# Coffee....what do you mean coffee!!!!!!!



## fridgedoc (Nov 3, 2011)

Well hopefully that got your attention









Apart from my introduction this my first post and it's a sad tale, having a greek father means I was introduced to strong black coffee from an early age 12 or 13 and drank it ever since.

For the last 6 years I have been using an Bifinett espresso machine, I believe made by Delonghi for Lidl, very cheap but a 3 year warranty, now I'm no expert but I know what I like and it made a lush tasting espresso with a good creme but it's getting old and worn as it is used every day I'm at home, normally 7 days a week, then I was offered a Gaggia Coffee deluxe, yippee!! thought I, a real espresso machine.

When I got it home the first thing I did was give it a de-scale and a general clean up, filled the water tank and turned it on, ran the pump to prime it, left it for about 10 min's, loaded with Lavazza espresso and switched the pump on (at this point I would like to say I have used commercial machines in restaurants and bars so I am not a novice when it comes to espresso machines) the pump ran, it was dry!!! it then picked up water but of cause the water would not be hot enough, stopped pump reloaded with coffee and ran again, this time the pump ran dry for a second or two coffee came rushing out of the machine and the cup was filled in a matter of seconds, tasted coffee and yuck!!! started again, tamped down really hard, this only slowed the flow slightly but it tasted a lot better but not good and very little creme.

I have not stripped the machine yet, I feel very disappointed but is it the machine or me ? I know I'm only using packet coffee but it always worked in my cheapo Bifinett (under £40) now do I spend a few €'s on my bifinett and hopefully get a few more years out of it or spend time and €'s on the Gaggia?

I fully understand you don't have "MY" Gaggia in front of you so it's not easy to answer my questions but please throw any questions or suggestions and I will answer or carry out what you suggest.

I thank you in advance and look forward to your writings.


----------



## jimbow (Oct 13, 2011)

With Espresso, the granularity of the ground coffee affects the flow rate of the water through the coffee and hence the amount of time the water is in contact with the coffee. Basically, the finer the ground coffee, the slower the water will flow through it and the higher the contact time.

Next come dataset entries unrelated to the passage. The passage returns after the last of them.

//! Wiring of the production collaborators from configuration.

use std::time::Duration;

use calsync_auth::{
    AuthorizationConfig, BrowserAuthorizer, CredentialStore, FileCredentialStore,
    KeyringCredentialStore, TokenEndpointClient, TokenLifecycleManager,
};
use calsync_calendar::CalendarClient;
use calsync_core::{CalendarConfig, Config, ConfigError, GoogleConfig, StorageBackend, StorageConfig};

use crate::error::SyncError;
use crate::orchestrator::SyncOrchestrator;

pub type AppOrchestrator =
    SyncOrchestrator<Box<dyn CredentialStore>, BrowserAuthorizer, TokenEndpointClient>;

pub fn authorization_config(google: &GoogleConfig) -> AuthorizationConfig {
    AuthorizationConfig {
        issuer: google.issuer.clone(),
        client_id: google.client_id.clone(),
        client_secret: google.client_secret.clone(),
        redirect_uri: google.redirect_uri.clone(),
        scopes: google.scopes.clone(),
        authorization_endpoint: google.authorization_endpoint.clone(),
        token_endpoint: google.token_endpoint.clone(),
    }
}

pub fn credential_store(storage: &StorageConfig) -> Result<Box<dyn CredentialStore>, ConfigError> {
    match storage.backend {
        StorageBackend::File => {
            let dir = storage.token_directory()?;
            tracing::debug!("Using file credential store at {}", dir.display());
            Ok(Box::new(FileCredentialStore::new(dir)))
        }
        StorageBackend::Keyring => {
            tracing::debug!("Using system keyring credential store");
            Ok(Box::new(KeyringCredentialStore::new()))
        }
    }
}

pub fn calendar_client(calendar: &CalendarConfig) -> CalendarClient {
    CalendarClient::new()
        .with_base_url(calendar.api_base_url.clone())
        .with_calendar_id(calendar.calendar_id.clone())
        .with_max_results(calendar.max_results)
        .with_timeout(Duration::from_secs(calendar.request_timeout_secs))
}

/// Build the orchestrator used by the `calsync` binary.
///
/// # Errors
/// [`SyncError::Config`] when no OAuth client is configured or the token
/// directory cannot be resolved.
pub fn build_orchestrator(config: &Config) -> Result<AppOrchestrator, SyncError> {
    let google = config.require_google()?;
    let auth = authorization_config(google);

    let refresher = auth
        .token_client()
        .with_timeout(Duration::from_secs(config.calendar.request_timeout_secs));
    let authorizer =
        BrowserAuthorizer::new(Duration::from_secs(config.auth.callback_timeout_secs));
    let store = credential_store(&config.storage)?;

    let lifecycle = TokenLifecycleManager::new(store, authorizer, refresher, auth);
    Ok(SyncOrchestrator::new(lifecycle, calendar_client(&config.calendar)))
}
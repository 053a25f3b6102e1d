//! The continuation handed to every step.

use crate::error::BoxError;
use std::any::Any;
use std::fmt;
use std::marker::PhantomData;
use std::sync::Arc;

/// A value tuple in transit between two steps, with its type erased.
pub type Pending = Box<dyn Any + Send>;

/// Receiver side of a continuation.
///
/// Implemented by the series orchestrator. A [`Next`] resumes the run it
/// belongs to at the position of the step that owns it.
#[doc(hidden)]
pub trait Resume: Send + Sync {
    /// The step at `position` completed, successfully or not.
    fn resume(self: Arc<Self>, position: usize, outcome: Result<Pending, BoxError>);

    /// The step at `position` dropped its continuation without calling it.
    ///
    /// Also called when the drop happens while a thread unwinds; the
    /// receiver knows whether it is capturing that panic itself.
    fn abandon(self: Arc<Self>, position: usize);
}

/// One-shot continuation for a step that forwards the value tuple `O`.
///
/// Calling it consumes it, so a step cannot complete twice. It may be
/// called before the step returns or later from any thread.
///
/// Dropping a `Next` without calling it counts as a failure of the owning
/// step (see `SeriesConfig::report_abandoned`). That includes a worker
/// thread or task panicking while it holds the continuation. Only a panic
/// raised inside the step's own invocation is reported as a panic instead.
///
/// # Examples
///
/// ```
/// use kusari_core::Next;
///
/// fn split(total: i32, next: Next<(i32, i32)>) {
///     if total < 0 {
///         next.fail("negative total");
///     } else {
///         next.ok((total / 2, total - total / 2));
///     }
/// }
/// ```
#[must_use = "a step must call its continuation exactly once"]
pub struct Next<O> {
    slot: Option<(Arc<dyn Resume>, usize)>,
    _values: PhantomData<fn(O)>,
}

/// The continuation of a value-free step: it carries only the error slot.
pub type Done = Next<()>;

impl<O> Next<O> {
    #[doc(hidden)]
    pub fn new(run: Arc<dyn Resume>, position: usize) -> Self {
        Self {
            slot: Some((run, position)),
            _values: PhantomData,
        }
    }

    /// Zero-based position of the step that owns this continuation.
    pub fn position(&self) -> usize {
        self.slot.as_ref().map_or(0, |(_, position)| *position)
    }
}

impl<O: Send + 'static> Next<O> {
    /// Completes the step: `Err` short-circuits the series, `Ok` forwards
    /// the values to the next step.
    pub fn call(mut self, outcome: Result<O, BoxError>) {
        if let Some((run, position)) = self.slot.take() {
            run.resume(position, outcome.map(|values| Box::new(values) as Pending));
        }
    }

    /// Completes the step successfully, forwarding `values`.
    pub fn ok(self, values: O) {
        self.call(Ok(values));
    }

    /// Fails the step. The remaining steps are skipped.
    pub fn fail(self, error: impl Into<BoxError>) {
        self.call(Err(error.into()));
    }
}

impl Next<()> {
    /// Completes a step that forwards nothing.
    pub fn done(self) {
        self.ok(());
    }
}

impl<O> Drop for Next<O> {
    fn drop(&mut self) {
        if let Some((run, position)) = self.slot.take() {
            run.abandon(position);
        }
    }
}

impl<O> fmt::Debug for Next<O> {
    fn fmt(&self, f: &mut fmt::Formatter<'_>) -> fmt::Result {
        f.debug_struct("Next")
            .field("position", &self.position())
            .field("pending", &self.slot.is_some())
            .field("values", &std::any::type_name::<O>())
            .finish()
    }
}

Typically it is necessary to tune the granularity of the ground coffee for each machine and sometimes adjust on a day to day basis for weather conditions, freshness of coffee, etc. With pre-ground coffee it is not possible to do this because the coffee has already been ground to a generic setting that may not suit your machine.

Many entry to mid level domestic machines address this by using a pressurised portafilter. This device is designed to restrict the water flow through the coffee meaning that a coarser grind of coffee, as often found in pre-ground packs, can be used. Espresso machines with non-pressurised portafilters, like the Gaggia, need finely ground coffee tuned for the machine to get the right flow rate of water through the coffee.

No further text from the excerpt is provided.